Exercise requirements: Beginning at the top of the listing, repeat each line exactly until the line with "existing saved transcripts." has been repeated too.

Task inputs:
- - - -
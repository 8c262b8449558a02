//! Voice-command parser: free-text utterance to partial schedule fields.
//!
//! Examples it understands:
//!   "Schedule a meeting at 10 AM to 11 AM for Project Review"
//!   "Book online session from 2 PM to 3:30 PM about Budget Planning"
//!   "Set up in-person meeting at 9 to 10 for Team Standup"
//!
//! The time-token grammar is deliberately permissive: any one- or
//! two-digit run matches, so bare numbers ("room 12") parse as times.
//! Kept for compatibility with existing saved transcripts.

use crate::model::Mode;
use regex::Regex;
use serde::Serialize;
use std::sync::LazyLock;

pub const REMINDER_OPTIONS: [u32; 5] = [5, 10, 15, 30, 60];
pub const DEFAULT_TASK_NAME: &str = "New Meeting";
const KEYWORD_REMINDER_MINUTES: u32 = 10;

static TIME_TOKEN: LazyLock<Regex> =
    LazyLock::new(|| Regex::new(r"(?i)(\d{1,2})(?::(\d{2}))?\s*(am|pm)?").expect("time token pattern"));
static REMINDER_LEAD: LazyLock<Regex> =
    LazyLock::new(|| Regex::new(r"\b(\d+)\s*min").expect("reminder lead pattern"));

static COMMAND_VERBS: LazyLock<[Regex; 4]> = LazyLock::new(|| {
    [
        Regex::new(r"(?i)schedule\s*(a|an)?\s*").expect("verb pattern"),
        Regex::new(r"(?i)book\s*(a|an)?\s*").expect("verb pattern"),
        Regex::new(r"(?i)set\s*up\s*(a|an)?\s*").expect("verb pattern"),
        Regex::new(r"(?i)create\s*(a|an)?\s*").expect("verb pattern"),
    ]
});
static CONNECTIVES: LazyLock<Regex> =
    LazyLock::new(|| Regex::new(r"(?i)\b(at|from|to|for|about|regarding)\b").expect("connective pattern"));
static REMINDER_FRAGMENT: LazyLock<Regex> =
    LazyLock::new(|| Regex::new(r"(?i)\b(\d+)\s*min(utes)?\s*(before)?\b").expect("reminder fragment pattern"));
static MODE_WORDS: LazyLock<Regex> =
    LazyLock::new(|| Regex::new(r"(?i)\b(online|in-person|in person|offline)\b").expect("mode word pattern"));
static ALARM_PHRASES: LazyLock<Regex> =
    LazyLock::new(|| Regex::new(r"(?i)\b(remind\s*me|with\s*alarm|ringtone)\b").expect("alarm phrase pattern"));
static TONE_WORDS: LazyLock<Regex> = LazyLock::new(|| {
    Regex::new(
        r"(?i)\b(classic|bell|gentle|chime|clock|melody|rise|digital|beep|soft|wave|piano|drop|urgent|alert|sparkle|trumpet|call)\b",
    )
    .expect("tone word pattern")
});
static REPEATED_WHITESPACE: LazyLock<Regex> =
    LazyLock::new(|| Regex::new(r"\s{2,}").expect("whitespace pattern"));

/// Keyword table for tone hints, scanned in order; first hit wins.
const TONE_KEYWORDS: [(&str, u8); 18] = [
    ("classic", 1),
    ("bell", 1),
    ("gentle", 2),
    ("chime", 2),
    ("clock", 3),
    ("melody", 4),
    ("rise", 4),
    ("digital", 5),
    ("beep", 5),
    ("soft", 6),
    ("wave", 6),
    ("piano", 7),
    ("drop", 7),
    ("urgent", 8),
    ("alert", 8),
    ("sparkle", 9),
    ("trumpet", 10),
    ("call", 10),
];

/// Best-effort schedule fragment extracted from one utterance. Unset
/// options mean "the utterance said nothing about this"; callers keep
/// their prior values for those fields.
#[derive(Debug, Clone, PartialEq, Eq, Serialize)]
pub struct ParsedCommand {
    pub task_name: String,
    pub start_time: Option<String>,
    pub end_time: Option<String>,
    pub mode: Mode,
    pub reminder_minutes: Option<u32>,
    pub ringtone_id: Option<u8>,
}

/// Parse an utterance into schedule fields. Returns `None` only for an
/// empty input; malformed input degrades to defaults, never an error.
pub fn parse_command(text: &str) -> Option<ParsedCommand> {
    if text.is_empty() {
        return None;
    }

    let lower = text.to_lowercase();

    let mode = if lower.contains("in-person") || lower.contains("in person") || lower.contains("offline") {
        Mode::InPerson
    } else {
        Mode::Online
    };

    let mut times = TIME_TOKEN.captures_iter(text).map(|caps| {
        let hour: u32 = caps[1].parse().unwrap_or(0);
        let minutes: u32 = caps.get(2).map(|m| m.as_str().parse().unwrap_or(0)).unwrap_or(0);
        let meridiem = caps.get(3).map(|m| m.as_str().to_ascii_lowercase());
        to_24h(hour, minutes, meridiem.as_deref())
    });
    let start_time = times.next();
    let end_time = times.next();

    let reminder_minutes = match REMINDER_LEAD.captures(&lower) {
        Some(caps) => {
            let raw: u64 = caps[1].parse().unwrap_or(u64::MAX);
            Some(snap_reminder(raw))
        }
        None if lower.contains("remind") || lower.contains("alarm") => Some(KEYWORD_REMINDER_MINUTES),
        None => None,
    };

    let ringtone_id = TONE_KEYWORDS
        .iter()
        .find(|(keyword, _)| lower.contains(keyword))
        .map(|&(_, id)| id)
        .or_else(|| {
            if lower.contains("ringtone") || lower.contains("alarm") {
                Some(1)
            } else {
                None
            }
        });

    Some(ParsedCommand {
        task_name: extract_task_name(text),
        start_time,
        end_time,
        mode,
        reminder_minutes,
        ringtone_id,
    })
}

/// Convert a matched time token to 24-hour "HH:MM". pm adds 12 unless the
/// hour already is 12; am maps 12 to 0.
fn to_24h(hour: u32, minutes: u32, meridiem: Option<&str>) -> String {
    let mut hour = hour;
    match meridiem {
        Some("pm") if hour < 12 => hour += 12,
        Some("am") if hour == 12 => hour = 0,
        _ => {}
    }
    format!("{hour:02}:{minutes:02}")
}

/// Snap a raw lead time to the nearest allowed value. Exact ties resolve
/// to the earlier entry of the option list, so 45 snaps to 30.
pub fn snap_reminder(raw: u64) -> u32 {
    let mut best = REMINDER_OPTIONS[0];
    for option in REMINDER_OPTIONS {
        if u64::from(option).abs_diff(raw) < u64::from(best).abs_diff(raw) {
            best = option;
        }
    }
    best
}

fn extract_task_name(text: &str) -> String {
    let mut remainder = text.to_string();
    for verb in COMMAND_VERBS.iter() {
        remainder = verb.replace_all(&remainder, "").into_owned();
    }
    remainder = CONNECTIVES.replace_all(&remainder, " ").into_owned();
    remainder = TIME_TOKEN.replace_all(&remainder, "").into_owned();
    remainder = REMINDER_FRAGMENT.replace_all(&remainder, "").into_owned();
    remainder = MODE_WORDS.replace_all(&remainder, "").into_owned();
    remainder = ALARM_PHRASES.replace_all(&remainder, "").into_owned();
    remainder = TONE_WORDS.replace_all(&remainder, "").into_owned();
    remainder = REPEATED_WHITESPACE.replace_all(&remainder, " ").into_owned();
    let trimmed = remainder.trim();

    if trimmed.is_empty() {
        return DEFAULT_TASK_NAME.to_string();
    }
    capitalize(trimmed)
}

fn capitalize(text: &str) -> String {
    let mut chars = text.chars();
    match chars.next() {
        Some(first) => first.to_uppercase().collect::<String>() + chars.as_str(),
        None => String::new(),
    }
}

#[cfg(test)]
mod tests {
    use super::{parse_command, snap_reminder, DEFAULT_TASK_NAME};
    use crate::model::Mode;

    #[test]
    fn empty_input_yields_nothing() {
        assert_eq!(parse_command(""), None);
    }

    #[test]
    fn budget_review_example() {
        let parsed = parse_command("Meeting at 2 PM to 3:30 PM for Budget Review").unwrap();
        assert_eq!(parsed.mode, Mode::Online);
        assert_eq!(parsed.start_time.as_deref(), Some("14:00"));
        assert_eq!(parsed.end_time.as_deref(), Some("15:30"));
        assert!(parsed.task_name.contains("Budget Review"), "got {:?}", parsed.task_name);
        assert_eq!(parsed.reminder_minutes, None);
        assert_eq!(parsed.ringtone_id, None);
    }

    #[test]
    fn in_person_standup_example() {
        let parsed = parse_command("In-person standup at 9 to 10").unwrap();
        assert_eq!(parsed.mode, Mode::InPerson);
        assert_eq!(parsed.start_time.as_deref(), Some("09:00"));
        assert_eq!(parsed.end_time.as_deref(), Some("10:00"));
        assert_eq!(parsed.task_name, "Standup");
    }

    #[test]
    fn chronological_tokens_keep_order() {
        let parsed = parse_command("10 AM to 11 AM").unwrap();
        assert_eq!(parsed.start_time.as_deref(), Some("10:00"));
        assert_eq!(parsed.end_time.as_deref(), Some("11:00"));
        assert!(parsed.start_time < parsed.end_time);
    }

    #[test]
    fn single_time_sets_start_only() {
        let parsed = parse_command("review at 4 pm").unwrap();
        assert_eq!(parsed.start_time.as_deref(), Some("16:00"));
        assert_eq!(parsed.end_time, None);
    }

    #[test]
    fn extra_time_tokens_are_ignored() {
        let parsed = parse_command("from 1 pm to 2 pm or 3 pm").unwrap();
        assert_eq!(parsed.start_time.as_deref(), Some("13:00"));
        assert_eq!(parsed.end_time.as_deref(), Some("14:00"));
    }

    #[test]
    fn noon_and_midnight_meridiem_rules() {
        let parsed = parse_command("lunch at 12 pm to 12:30 pm").unwrap();
        assert_eq!(parsed.start_time.as_deref(), Some("12:00"));
        let parsed = parse_command("call at 12 am").unwrap();
        assert_eq!(parsed.start_time.as_deref(), Some("00:00"));
    }

    #[test]
    fn greedy_grammar_matches_bare_digits() {
        // "room 12" is treated as a time token; this mirrors the legacy
        // grammar on purpose.
        let parsed = parse_command("meeting in room 12").unwrap();
        assert_eq!(parsed.start_time.as_deref(), Some("12:00"));
    }

    #[test]
    fn reminder_lead_is_snapped() {
        let parsed = parse_command("standup at 9 remind me 7 min before").unwrap();
        assert_eq!(parsed.reminder_minutes, Some(5));
    }

    #[test]
    fn snap_ties_pick_earlier_option() {
        assert_eq!(snap_reminder(45), 30);
        assert_eq!(snap_reminder(7), 5);
        assert_eq!(snap_reminder(8), 10);
        assert_eq!(snap_reminder(22), 15);
        assert_eq!(snap_reminder(600), 60);
    }

    #[test]
    fn bare_alarm_keyword_defaults_reminder_and_tone() {
        let parsed = parse_command("meeting at 3 pm with alarm").unwrap();
        assert_eq!(parsed.reminder_minutes, Some(10));
        assert_eq!(parsed.ringtone_id, Some(1));
    }

    #[test]
    fn tone_keywords_resolve_in_scan_order() {
        let parsed = parse_command("meeting at 3 pm with gentle chime ringtone").unwrap();
        assert_eq!(parsed.ringtone_id, Some(2));
        let parsed = parse_command("meeting at 3 pm with piano drop alarm").unwrap();
        assert_eq!(parsed.ringtone_id, Some(7));
        // "bell" belongs to an earlier table entry than "chime".
        let parsed = parse_command("gentle bell at 5").unwrap();
        assert_eq!(parsed.ringtone_id, Some(1));
    }

    #[test]
    fn command_verbs_are_stripped() {
        let parsed = parse_command("Schedule a meeting at 10 AM to 11 AM for Project Review").unwrap();
        assert!(parsed.task_name.contains("Project Review"), "got {:?}", parsed.task_name);
        assert!(!parsed.task_name.to_lowercase().contains("schedule"));
    }

    #[test]
    fn empty_remainder_falls_back_to_default_name() {
        let parsed = parse_command("at 10 am").unwrap();
        assert_eq!(parsed.task_name, DEFAULT_TASK_NAME);
    }

    #[test]
    fn parser_is_pure() {
        let first = parse_command("Book session from 2 PM to 3 PM about Planning 15 min before");
        let second = parse_command("Book session from 2 PM to 3 PM about Planning 15 min before");
        assert_eq!(first, second);
    }

    #[test]
    fn malformed_input_never_panics() {
        for text in ["::::", "99:99 pm", "min min min", "12345678901234567890 min", "\u{1f514}"] {
            let parsed = parse_command(text);
            assert!(parsed.is_some());
        }
    }
}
- - - -
Reply:
repository 8c262b8449558a02
//! Voice-command parser: free-text utterance to partial schedule fields.
//!
//! Examples it understands:
//!   "Schedule a meeting at 10 AM to 11 AM for Project Review"
//!   "Book online session from 2 PM to 3:30 PM about Budget Planning"
//!   "Set up in-person meeting at 9 to 10 for Team Standup"
//!
//! The time-token grammar is deliberately permissive: any one- or
//! two-digit run matches, so bare numbers ("room 12") parse as times.
//! Kept for compatibility with existing saved transcripts.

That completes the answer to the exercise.